Таким вот вышел итоговый отчет организаций, имеющих отношение к реактору РБМК, и надзорного органа вкупе с ними. Очень интересна позиция представителя надзорного органа В. Петрова: в этом отчете он подписался под утверждениями, что реактор РБМК со всеми системами, включая СУЗ, "обеспечивал" безопасную работу; практически в одно и то же время подписывается под докладом, где указывается совершенно справедливо, что этот реактор не отвечал пятнадцати статьям ОПБ и ПБЛ, непосредственно влияющим на возникновение аварии 26 апреля 1986 г. Выходит, по мысли господина государственного контролера, реактор с букетом несоответствий нормативным документам все-таки хороший и вполне пригоден к эксплуатации. Может быть государственный контролер г-н Петров при таком большом количестве отклонений проекта РБМК-86 от требований норм проектирования реакторов уже не считает его реактором (и это было бы справедливо) и руководствуется другими документами (какими?) и интуицией? Но в отчете РБМК-86 называется реактором, и тогда он должен отвечать требованиям ОПБ и ПБЯ.

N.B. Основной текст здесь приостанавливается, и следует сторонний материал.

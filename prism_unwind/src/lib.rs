//! Prism Cross-Tier Unwinder
//!
//! Stack walking, exception unwinding and deoptimization state recovery for
//! a runtime where interpreted, baseline and optimized frames are freely
//! interleaved on one native stack.
//!
//! # Architecture
//!
//! ```text
//!   StackCursor ──► FrameClassifier ──► FrameWalker ──► PythonStackExtractor
//!   (step/resume)   (pc → FrameKind)    (splice gens)   (drop shadow frames)
//!                          │                                   │
//!                          ▼                                   ▼
//!                     RegionTable                   traceback / locals()
//!                  (StackMap + LSDA                  build_deopt_state
//!                   per version)
//!                          │
//!                          ▼
//!                    UnwindDriver ──► UnwindSession ──► RuntimeHooks
//!                (call site → action)  (per-thread)     (cleanup, info)
//! ```
//!
//! - **Stack maps** name the location of every live value at each call
//!   site; the deopt builder resolves them against a frame's registers.
//! - **LSDAs** map call sites to landing pads and action chains; the driver
//!   uses them in place of a personality routine.
//! - **Sessions** carry one exception episode per thread and are passed as
//!   `&mut`, never stored in thread-local state.
//!
//! # Failure model
//!
//! Every [`UnwindError`] is a contract violation between code generation and
//! the runtime. Internal layers return `Result`; the non-`try_` entry points
//! hand errors to [`error::fatal`], which dumps diagnostics and aborts.
//!
//! # Usage
//!
//! ```ignore
//! use prism_unwind::{FrameClassifier, RegionTable, UnwindConfig, UnwindEngine};
//!
//! let regions = Arc::new(RegionTable::new());
//! let classifier = FrameClassifier::new(regions.clone())
//!     .with_interpreter(interpreter_range)
//!     .with_generator_entry(generator_entry_range);
//! let engine = UnwindEngine::new(classifier, hooks, UnwindConfig::from_env());
//!
//! let mut cursor = engine.capture()?;
//! let traceback = engine.current_traceback(&mut cursor)?;
//! ```
#![deny(unsafe_op_in_unsafe_fn)]

pub mod classify;
pub mod config;
pub mod cursor;
pub mod deopt;
pub mod driver;
pub mod engine;
pub mod error;
pub mod frame;
pub mod generator;
pub mod hooks;
pub mod lsda;
pub mod memory;
pub mod profile;
pub mod region;
pub mod registers;
pub mod session;
pub mod stackmap;
pub mod stats;
pub mod traceback;
pub mod walker;

pub use classify::{AddressRange, FrameClassifier, FrameKind};
pub use config::UnwindConfig;
pub use cursor::{
    CfiSection, CfiTable, NativeCursor, SnapshotCursor, SnapshotFrame, SnapshotMemory, StackCursor,
};
pub use deopt::{DeoptState, FrameLayout, build_deopt_state};
pub use driver::{Landed, UnwindDriver};
pub use engine::UnwindEngine;
pub use error::{Result, UnwindError};
pub use frame::{FrameInfo, PythonFrame, Statement};
pub use generator::ReturnContext;
pub use hooks::RuntimeHooks;
pub use lsda::{Action, CallSiteEntry, Lsda};
pub use memory::{FrameMemory, NativeMemory};
pub use profile::ExceptionProfile;
pub use region::{CodeRegion, RegionTable, Tier};
pub use registers::RegisterFile;
pub use session::{ExcInfo, UnwindSession};
pub use stackmap::{StackMap, ValueLocation};
pub use stats::UnwindStats;
pub use traceback::{Traceback, TracebackEntry};
pub use walker::{FrameVisit, FrameWalker};
//! Value locations inside stack map records.
//!
//! Each location is a fixed 8-byte tuple on the wire:
//!
//! ```text
//! ┌────────┬────────┬──────────────┬──────────────────────────┐
//! │ type   │ flags  │ regnum (u16) │ offset / payload (i32)   │
//! └────────┴────────┴──────────────┴──────────────────────────┘
//! ```

use gimli::Register;

use crate::error::{Result, UnwindError};
use crate::memory::FrameMemory;
use crate::registers::RegisterFile;

// =============================================================================
// Wire Tags
// =============================================================================

/// Value lives in a register.
pub const LOC_REGISTER: u8 = 1;
/// Value lives in the frame slot at `reg + offset`.
pub const LOC_DIRECT: u8 = 2;
/// Value is reached through the pointer `reg + offset`.
pub const LOC_INDIRECT: u8 = 3;
/// Value is the inline 32-bit constant.
pub const LOC_CONSTANT: u8 = 4;
/// Value is an entry in the stack map's constant pool.
pub const LOC_CONST_INDEX: u8 = 5;

/// Size of one encoded location tuple.
pub const LOCATION_SIZE: usize = 8;

// =============================================================================
// ValueLocation
// =============================================================================

/// Where a live value can be found at a call site.
#[derive(Debug, Clone, Copy, PartialEq, Eq, Hash)]
pub enum ValueLocation {
    /// Register `n` holds the value.
    Register(Register),
    /// The value is spilled to the frame slot at `reg + offset`.
    ///
    /// Resolves exactly like [`Indirect`](Self::Indirect): both read the
    /// one word at `reg + offset`. The tags are kept apart only because
    /// the code generator emits both.
    Direct { reg: Register, offset: i32 },
    /// The value is stored in memory at `reg + offset`.
    Indirect { reg: Register, offset: i32 },
    /// Inline constant (sign-extended).
    Constant(i64),
    /// Index into the owning stack map's constant pool.
    ConstPoolIndex(u32),
}

impl ValueLocation {
    /// Decode one location from its wire tuple.
    pub fn from_raw(kind: u8, regnum: u16, offset: i32) -> Result<Self> {
        let reg = Register(regnum);
        Ok(match kind {
            LOC_REGISTER => Self::Register(reg),
            LOC_DIRECT => Self::Direct { reg, offset },
            LOC_INDIRECT => Self::Indirect { reg, offset },
            LOC_CONSTANT => Self::Constant(offset as i64),
            LOC_CONST_INDEX => {
                if offset < 0 {
                    return Err(UnwindError::ConstantOutOfRange {
                        index: offset as usize,
                        len: 0,
                    });
                }
                Self::ConstPoolIndex(offset as u32)
            }
            other => return Err(UnwindError::UnknownLocationType(other)),
        })
    }

    /// Encode as `(type, regnum, offset)`.
    pub fn to_raw(self) -> (u8, u16, i32) {
        match self {
            Self::Register(reg) => (LOC_REGISTER, reg.0, 0),
            Self::Direct { reg, offset } => (LOC_DIRECT, reg.0, offset),
            Self::Indirect { reg, offset } => (LOC_INDIRECT, reg.0, offset),
            Self::Constant(value) => (LOC_CONSTANT, 0, value as i32),
            Self::ConstPoolIndex(index) => (LOC_CONST_INDEX, 0, index as i32),
        }
    }

    /// Whether resolving this location reads memory.
    #[inline]
    pub const fn reads_memory(&self) -> bool {
        matches!(self, Self::Direct { .. } | Self::Indirect { .. })
    }

    /// Resolve against a frame's register snapshot.
    ///
    /// `constants` must be the constant pool of the same compiled version the
    /// record came from.
    pub fn resolve<M: FrameMemory>(
        &self,
        regs: &RegisterFile,
        constants: &[u64],
        memory: &M,
    ) -> Result<u64> {
        match *self {
            Self::Register(reg) => regs.get(reg),
            Self::Direct { reg, offset } | Self::Indirect { reg, offset } => {
                let base = regs.get(reg)?;
                memory.read_word(base.wrapping_add_signed(offset as i64))
            }
            Self::Constant(value) => Ok(value as u64),
            Self::ConstPoolIndex(index) => constants.get(index as usize).copied().ok_or(
                UnwindError::ConstantOutOfRange {
                    index: index as usize,
                    len: constants.len(),
                },
            ),
        }
    }
}

// =============================================================================
// LiveOut
// =============================================================================

/// A register live across the call site (recorded, not consumed for deopt).
#[derive(Debug, Clone, Copy, PartialEq, Eq)]
pub struct LiveOut {
    /// DWARF register number.
    pub reg: Register,
    /// Size in bytes of the live value.
    pub size: u8,
}

/// Size of one encoded live-out tuple.
pub const LIVE_OUT_SIZE: usize = 4;

// =============================================================================
// Tests
// =============================================================================

#[cfg(test)]
mod tests {
    use super::*;
    use gimli::X86_64;
    use rustc_hash::FxHashMap;

    struct MapMemory(FxHashMap<u64, u64>);

    impl FrameMemory for MapMemory {
        fn read_word(&self, addr: u64) -> Result<u64> {
            self.0
                .get(&addr)
                .copied()
                .ok_or(UnwindError::InvalidMemoryRead(addr))
        }
    }

    #[test]
    fn test_raw_round_trip_each_kind() {
        let locations = [
            ValueLocation::Register(X86_64::RBX),
            ValueLocation::Direct {
                reg: X86_64::RBP,
                offset: -24,
            },
            ValueLocation::Indirect {
                reg: X86_64::RSP,
                offset: 8,
            },
            ValueLocation::Constant(-5),
            ValueLocation::ConstPoolIndex(3),
        ];
        for loc in locations {
            let (kind, reg, offset) = loc.to_raw();
            assert_eq!(ValueLocation::from_raw(kind, reg, offset), Ok(loc));
        }
    }

    #[test]
    fn test_unknown_tag_rejected() {
        assert_eq!(
            ValueLocation::from_raw(9, 0, 0),
            Err(UnwindError::UnknownLocationType(9))
        );
    }

    #[test]
    fn test_direct_reads_frame_slot() {
        let mut regs = RegisterFile::new();
        regs.set(X86_64::RBP, 0x7000).unwrap();
        let mut mem = FxHashMap::default();
        mem.insert(0x7010, 0xABCD);
        let loc = ValueLocation::Direct {
            reg: X86_64::RBP,
            offset: 16,
        };
        let mem = MapMemory(mem);
        assert_eq!(loc.resolve(&regs, &[], &mem), Ok(0xABCD));

        let indirect = ValueLocation::Indirect {
            reg: X86_64::RBP,
            offset: 16,
        };
        assert_eq!(indirect.resolve(&regs, &[], &mem), Ok(0xABCD));
    }

    #[test]
    fn test_register_constant_and_pool() {
        let mut regs = RegisterFile::new();
        regs.set(X86_64::R12, 77).unwrap();
        let mem = MapMemory(FxHashMap::default());
        let pool = [10, 20, 30];

        assert_eq!(
            ValueLocation::Register(X86_64::R12).resolve(&regs, &pool, &mem),
            Ok(77)
        );
        assert_eq!(
            ValueLocation::Constant(-1).resolve(&regs, &pool, &mem),
            Ok(u64::MAX)
        );
        assert_eq!(
            ValueLocation::ConstPoolIndex(2).resolve(&regs, &pool, &mem),
            Ok(30)
        );
        assert_eq!(
            ValueLocation::ConstPoolIndex(3).resolve(&regs, &pool, &mem),
            Err(UnwindError::ConstantOutOfRange { index: 3, len: 3 })
        );
    }

    #[test]
    fn test_missing_register_is_error() {
        let regs = RegisterFile::new();
        let mem = MapMemory(FxHashMap::default());
        let loc = ValueLocation::Indirect {
            reg: X86_64::R13,
            offset: 0,
        };
        assert_eq!(
            loc.resolve(&regs, &[], &mem),
            Err(UnwindError::RegisterUnavailable(13))
        );
    }
}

Но есть, есть сдвиг за пять лет. Выдавили-таки из себя, что авария произошла из-за физических характеристик реактора, особенностей конструкции органов регулирования, вывода реактора в нерегламентное состояние. Раньше эти люди признавали причиной только маловероятное сочетание нарушений инструкций и нерегламентное состояние. А поскольку очевидно, что 26 апреля 1986 г. аварии бы не произошло даже:
- при паровом эффекте реактивности, равном 6β;
- при положительном быстром мощностном коэффициенте реактивности в большом диапазоне мощности реактора;
- пусть A3 не отвечала предъявляемым к ней требованиям, но хотя бы не вносила положительную реактивность,
то сколько лет этим людям требуется для безоговорочного признания причиной аварии исключительно свойств реактора?

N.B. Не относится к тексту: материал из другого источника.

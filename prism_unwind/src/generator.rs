//! Generator return contexts.
//!
//! When a generator is resumed, the switch routine pushes the resumer's
//! callee-saved registers and return address onto the resumer's stack and
//! stores the resulting stack pointer in the generator object:
//!
//! ```text
//!   context address → ┌──────┐
//!                     │ r15  │ +0
//!                     │ r14  │ +8
//!                     │ r13  │ +16
//!                     │ r12  │ +24
//!                     │ rbx  │ +32
//!                     │ rbp  │ +40
//!                     │ rip  │ +48
//!   resumer rsp     → └──────┘ +56
//! ```
//!
//! The walker reads this block to continue a logical walk in the resumer
//! instead of the generator's physical caller.

use gimli::X86_64;

use crate::error::Result;
use crate::memory::FrameMemory;
use crate::registers::RegisterFile;

/// Saved state of the code that last resumed a generator.
#[repr(C)]
#[derive(Debug, Clone, Copy, Default, PartialEq, Eq)]
pub struct ReturnContext {
    pub r15: u64,
    pub r14: u64,
    pub r13: u64,
    pub r12: u64,
    pub rbx: u64,
    pub rbp: u64,
    pub rip: u64,
}

impl ReturnContext {
    /// Size of the saved block on the stack.
    pub const SIZE: u64 = std::mem::size_of::<Self>() as u64;

    /// Read a context stored at `addr`.
    pub fn read<M: FrameMemory + ?Sized>(memory: &M, addr: u64) -> Result<Self> {
        let word = |i: u64| memory.read_word(addr + i * 8);
        Ok(Self {
            r15: word(0)?,
            r14: word(1)?,
            r13: word(2)?,
            r12: word(3)?,
            rbx: word(4)?,
            rbp: word(5)?,
            rip: word(6)?,
        })
    }

    /// Stack pointer of the resumer once the context is popped.
    #[inline]
    pub const fn resumer_sp(addr: u64) -> u64 {
        addr + Self::SIZE
    }

    /// Register file of the resumer frame.
    pub fn registers(&self, addr: u64) -> RegisterFile {
        let mut regs = RegisterFile::new();
        for (reg, value) in [
            (X86_64::R15, self.r15),
            (X86_64::R14, self.r14),
            (X86_64::R13, self.r13),
            (X86_64::R12, self.r12),
            (X86_64::RBX, self.rbx),
            (X86_64::RBP, self.rbp),
            (X86_64::RA, self.rip),
            (X86_64::RSP, Self::resumer_sp(addr)),
        ] {
            // All of these are inside the register file.
            let _ = regs.set(reg, value);
        }
        regs
    }

    /// The words in stack order, for writing a context into a test image.
    pub fn to_words(&self) -> [u64; 7] {
        [
            self.r15, self.r14, self.r13, self.r12, self.rbx, self.rbp, self.rip,
        ]
    }
}

// =============================================================================
// Tests
// =============================================================================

Пишу это только потому, что люди эти находятся в живой атомной энергетике, рулят, а, как видите, рассчитывать на их откровенность не приходится.
Примечание: Позднее В. Петров свою подпись снял.
Глава 8. ЛЮДИ
Академик А.П. Александров
Безусловно, заслуживает особого разговора. В 1986г. Президент Академии наук СССР, директор ИАЭ, Научный руководитель темы РБМК, изобретатель реактора РБМК* ("Изобретателем РБМК был не А.П. Александров, а С.М. Фепнберг") . Какие еще посты и должности он тогда занимал, не знаю. – в перечисленных он имел прямое отношение к катастрофе 26 апреля 1986 г.
Может статься, я буду пристрастным к нему здесь, ибо убежден, что именно промыслом академика А.П. Александрова я потерял здоровье и стал зэком. Будучи изобретателем реактора и Научным руководителем, он не обеспечил нужного качества. Как Президент, как директор института, как председательствующий на заседаниях МВТС, направил расследование по ложному пути. И все же я никаких измышлений не допущу, изложу только известные мне факты и мое понимание их.
Лет двадцать назад, еще работая в г. Комсомольске-на-Амуре, приехал я в командировку в ИАЭ. Работники института Е. Аликин и другие говорили, что у директора правило: бумага должна отлежаться и если приобретает скандальную известность, то нужна и пора ей давать ход. Никак не думал тогда, что эта манера А.П. Александрова тяжким катком пройдется по судьбам многих людей и моей.
Видимо, следуя этому своему правилу, А.П. Александров не давал ходу предложениям комиссии после аварии на первом блоке Ленинградской АЭС: предложениям В.П. Волкова и В.Л. Иванова. Эти предложения, решения Научно-технического совета Минсредмаша по уменьшению парового эффекта реактивности до 1? еще в семидесятых годах, как и другие, втуне лежали под сукном. Скандала ждали? Дождались!..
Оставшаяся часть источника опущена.